*Exercise details*
Pull every line containing the word "impl" from the records.

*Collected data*
======

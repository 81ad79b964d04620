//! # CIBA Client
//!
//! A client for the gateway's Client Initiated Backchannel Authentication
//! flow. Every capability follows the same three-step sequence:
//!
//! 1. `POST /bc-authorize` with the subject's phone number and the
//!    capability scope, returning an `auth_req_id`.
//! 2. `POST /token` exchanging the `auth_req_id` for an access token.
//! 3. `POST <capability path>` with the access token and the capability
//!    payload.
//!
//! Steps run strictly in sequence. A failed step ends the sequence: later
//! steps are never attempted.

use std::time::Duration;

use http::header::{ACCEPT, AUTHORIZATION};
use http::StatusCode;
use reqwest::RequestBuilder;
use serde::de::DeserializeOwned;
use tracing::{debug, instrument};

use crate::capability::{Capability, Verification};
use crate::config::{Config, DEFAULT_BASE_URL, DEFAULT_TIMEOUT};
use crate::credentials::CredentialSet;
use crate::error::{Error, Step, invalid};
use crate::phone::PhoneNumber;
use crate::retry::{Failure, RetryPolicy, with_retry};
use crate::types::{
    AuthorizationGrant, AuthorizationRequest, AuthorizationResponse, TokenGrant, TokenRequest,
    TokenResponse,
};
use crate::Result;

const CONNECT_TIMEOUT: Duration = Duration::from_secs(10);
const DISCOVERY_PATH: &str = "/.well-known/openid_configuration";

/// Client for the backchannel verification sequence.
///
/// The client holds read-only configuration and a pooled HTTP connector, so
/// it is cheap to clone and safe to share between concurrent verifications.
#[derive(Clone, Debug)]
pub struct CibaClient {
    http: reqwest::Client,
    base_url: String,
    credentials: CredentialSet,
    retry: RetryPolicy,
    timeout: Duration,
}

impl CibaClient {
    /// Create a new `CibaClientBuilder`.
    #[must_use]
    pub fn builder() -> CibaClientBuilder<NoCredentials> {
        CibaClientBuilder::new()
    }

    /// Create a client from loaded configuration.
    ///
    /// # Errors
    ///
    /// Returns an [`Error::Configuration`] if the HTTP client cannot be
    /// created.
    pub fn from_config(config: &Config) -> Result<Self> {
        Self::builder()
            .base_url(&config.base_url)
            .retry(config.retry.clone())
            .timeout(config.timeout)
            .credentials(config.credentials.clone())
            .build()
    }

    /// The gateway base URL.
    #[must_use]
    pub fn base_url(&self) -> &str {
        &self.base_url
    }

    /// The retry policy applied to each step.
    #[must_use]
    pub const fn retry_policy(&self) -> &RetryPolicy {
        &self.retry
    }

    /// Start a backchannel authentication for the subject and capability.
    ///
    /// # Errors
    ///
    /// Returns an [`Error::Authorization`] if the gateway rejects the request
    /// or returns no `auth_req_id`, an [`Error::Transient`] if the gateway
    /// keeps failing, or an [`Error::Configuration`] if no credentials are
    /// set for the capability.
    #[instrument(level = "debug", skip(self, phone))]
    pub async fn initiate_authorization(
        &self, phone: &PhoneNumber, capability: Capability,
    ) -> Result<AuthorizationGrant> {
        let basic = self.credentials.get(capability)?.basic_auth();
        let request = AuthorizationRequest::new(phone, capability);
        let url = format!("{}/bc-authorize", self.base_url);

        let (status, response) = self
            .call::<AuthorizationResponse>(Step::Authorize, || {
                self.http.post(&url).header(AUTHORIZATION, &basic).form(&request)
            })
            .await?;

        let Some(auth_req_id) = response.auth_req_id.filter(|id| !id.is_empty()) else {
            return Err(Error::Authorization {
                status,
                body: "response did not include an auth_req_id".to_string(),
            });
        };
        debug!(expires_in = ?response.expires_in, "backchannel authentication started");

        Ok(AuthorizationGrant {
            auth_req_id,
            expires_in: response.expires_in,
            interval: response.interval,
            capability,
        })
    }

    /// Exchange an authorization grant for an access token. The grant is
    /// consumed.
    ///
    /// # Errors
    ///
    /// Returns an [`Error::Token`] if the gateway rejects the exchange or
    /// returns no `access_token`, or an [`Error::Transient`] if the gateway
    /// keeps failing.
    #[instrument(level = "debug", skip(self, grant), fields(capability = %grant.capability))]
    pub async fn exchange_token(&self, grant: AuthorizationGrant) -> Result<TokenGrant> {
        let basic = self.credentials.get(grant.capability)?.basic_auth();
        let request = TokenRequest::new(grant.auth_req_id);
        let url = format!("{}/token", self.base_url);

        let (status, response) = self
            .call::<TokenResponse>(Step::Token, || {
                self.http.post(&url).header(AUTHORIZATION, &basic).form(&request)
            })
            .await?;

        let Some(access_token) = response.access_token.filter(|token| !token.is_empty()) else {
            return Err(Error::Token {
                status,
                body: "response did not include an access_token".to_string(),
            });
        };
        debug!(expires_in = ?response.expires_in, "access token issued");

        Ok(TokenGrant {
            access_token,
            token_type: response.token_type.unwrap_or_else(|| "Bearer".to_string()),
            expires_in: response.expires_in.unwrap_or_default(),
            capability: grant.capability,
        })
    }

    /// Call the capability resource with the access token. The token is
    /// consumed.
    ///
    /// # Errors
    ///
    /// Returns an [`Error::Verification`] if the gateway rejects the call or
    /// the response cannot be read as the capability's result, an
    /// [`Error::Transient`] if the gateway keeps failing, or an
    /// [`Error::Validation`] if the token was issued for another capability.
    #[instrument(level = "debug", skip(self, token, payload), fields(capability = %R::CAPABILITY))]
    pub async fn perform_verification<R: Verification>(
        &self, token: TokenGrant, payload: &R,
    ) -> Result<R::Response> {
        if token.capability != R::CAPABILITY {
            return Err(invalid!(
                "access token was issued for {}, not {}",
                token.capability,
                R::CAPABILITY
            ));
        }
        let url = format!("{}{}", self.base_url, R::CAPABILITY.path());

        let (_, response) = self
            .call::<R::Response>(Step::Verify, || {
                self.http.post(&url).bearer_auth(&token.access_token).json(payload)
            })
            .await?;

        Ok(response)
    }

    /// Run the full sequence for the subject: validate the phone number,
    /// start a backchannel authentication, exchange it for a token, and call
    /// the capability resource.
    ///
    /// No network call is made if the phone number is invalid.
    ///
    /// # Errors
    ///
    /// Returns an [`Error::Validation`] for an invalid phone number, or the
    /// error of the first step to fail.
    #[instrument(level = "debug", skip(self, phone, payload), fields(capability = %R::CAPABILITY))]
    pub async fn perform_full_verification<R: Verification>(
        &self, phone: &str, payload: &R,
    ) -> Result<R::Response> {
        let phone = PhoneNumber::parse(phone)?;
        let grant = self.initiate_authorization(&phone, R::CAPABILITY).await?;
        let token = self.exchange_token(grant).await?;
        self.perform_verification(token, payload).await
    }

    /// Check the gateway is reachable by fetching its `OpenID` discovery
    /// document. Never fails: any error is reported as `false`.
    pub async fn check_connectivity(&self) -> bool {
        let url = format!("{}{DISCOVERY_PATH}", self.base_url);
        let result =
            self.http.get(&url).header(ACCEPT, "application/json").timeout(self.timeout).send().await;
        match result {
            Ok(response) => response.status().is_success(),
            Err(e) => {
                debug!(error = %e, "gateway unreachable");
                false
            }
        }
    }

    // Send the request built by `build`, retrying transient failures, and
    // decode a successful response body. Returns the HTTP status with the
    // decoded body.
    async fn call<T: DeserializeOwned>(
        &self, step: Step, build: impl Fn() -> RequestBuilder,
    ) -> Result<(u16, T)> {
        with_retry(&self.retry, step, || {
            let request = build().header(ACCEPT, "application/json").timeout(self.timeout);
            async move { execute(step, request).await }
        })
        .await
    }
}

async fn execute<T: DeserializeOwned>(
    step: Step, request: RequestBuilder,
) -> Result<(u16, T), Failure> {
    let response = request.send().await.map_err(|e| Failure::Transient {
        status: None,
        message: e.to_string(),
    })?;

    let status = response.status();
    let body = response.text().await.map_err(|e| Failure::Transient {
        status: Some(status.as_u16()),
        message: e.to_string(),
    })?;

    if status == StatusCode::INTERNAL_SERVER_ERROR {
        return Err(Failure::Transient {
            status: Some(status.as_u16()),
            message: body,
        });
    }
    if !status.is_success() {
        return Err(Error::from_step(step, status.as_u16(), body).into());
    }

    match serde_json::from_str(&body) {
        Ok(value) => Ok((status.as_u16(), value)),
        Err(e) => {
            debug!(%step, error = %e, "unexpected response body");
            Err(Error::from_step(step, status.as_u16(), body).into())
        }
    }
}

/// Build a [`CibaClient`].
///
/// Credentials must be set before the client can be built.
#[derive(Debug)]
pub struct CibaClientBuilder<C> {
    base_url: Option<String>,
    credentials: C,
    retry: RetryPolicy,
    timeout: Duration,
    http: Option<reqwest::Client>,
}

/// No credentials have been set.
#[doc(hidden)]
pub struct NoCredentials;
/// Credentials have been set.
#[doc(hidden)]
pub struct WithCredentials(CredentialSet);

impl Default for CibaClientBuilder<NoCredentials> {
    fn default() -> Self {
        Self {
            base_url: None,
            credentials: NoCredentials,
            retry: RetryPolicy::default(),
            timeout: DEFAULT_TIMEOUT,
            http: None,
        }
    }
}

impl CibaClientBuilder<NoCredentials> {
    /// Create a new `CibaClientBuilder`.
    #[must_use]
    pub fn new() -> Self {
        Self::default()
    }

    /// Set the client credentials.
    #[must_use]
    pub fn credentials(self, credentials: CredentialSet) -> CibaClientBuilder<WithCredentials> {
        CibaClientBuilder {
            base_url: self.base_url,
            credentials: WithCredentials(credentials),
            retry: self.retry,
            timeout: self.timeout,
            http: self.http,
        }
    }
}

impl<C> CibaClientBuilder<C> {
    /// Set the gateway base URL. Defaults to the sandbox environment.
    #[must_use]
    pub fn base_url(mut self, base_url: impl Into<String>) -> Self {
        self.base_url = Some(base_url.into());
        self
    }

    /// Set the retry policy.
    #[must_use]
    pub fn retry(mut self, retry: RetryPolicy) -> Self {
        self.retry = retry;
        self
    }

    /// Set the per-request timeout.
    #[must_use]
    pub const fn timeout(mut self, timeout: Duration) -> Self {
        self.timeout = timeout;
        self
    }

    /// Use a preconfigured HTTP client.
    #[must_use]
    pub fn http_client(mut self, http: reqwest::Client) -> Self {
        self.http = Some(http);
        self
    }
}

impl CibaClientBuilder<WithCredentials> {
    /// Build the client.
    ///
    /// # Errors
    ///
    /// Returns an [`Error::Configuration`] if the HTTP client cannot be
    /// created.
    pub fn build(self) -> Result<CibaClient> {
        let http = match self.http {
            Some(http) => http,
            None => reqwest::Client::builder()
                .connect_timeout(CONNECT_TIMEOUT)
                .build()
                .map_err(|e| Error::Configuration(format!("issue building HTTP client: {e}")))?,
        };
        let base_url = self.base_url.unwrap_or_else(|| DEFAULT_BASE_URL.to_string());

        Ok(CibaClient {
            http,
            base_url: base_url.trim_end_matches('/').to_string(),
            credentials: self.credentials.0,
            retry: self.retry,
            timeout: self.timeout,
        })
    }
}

======

*Problem solution*
impl CibaClient {
        &self, step: Step, build: impl Fn() -> RequestBuilder,
impl Default for CibaClientBuilder<NoCredentials> {
impl CibaClientBuilder<NoCredentials> {
impl<C> CibaClientBuilder<C> {
    pub fn base_url(mut self, base_url: impl Into<String>) -> Self {
impl CibaClientBuilder<WithCredentials> {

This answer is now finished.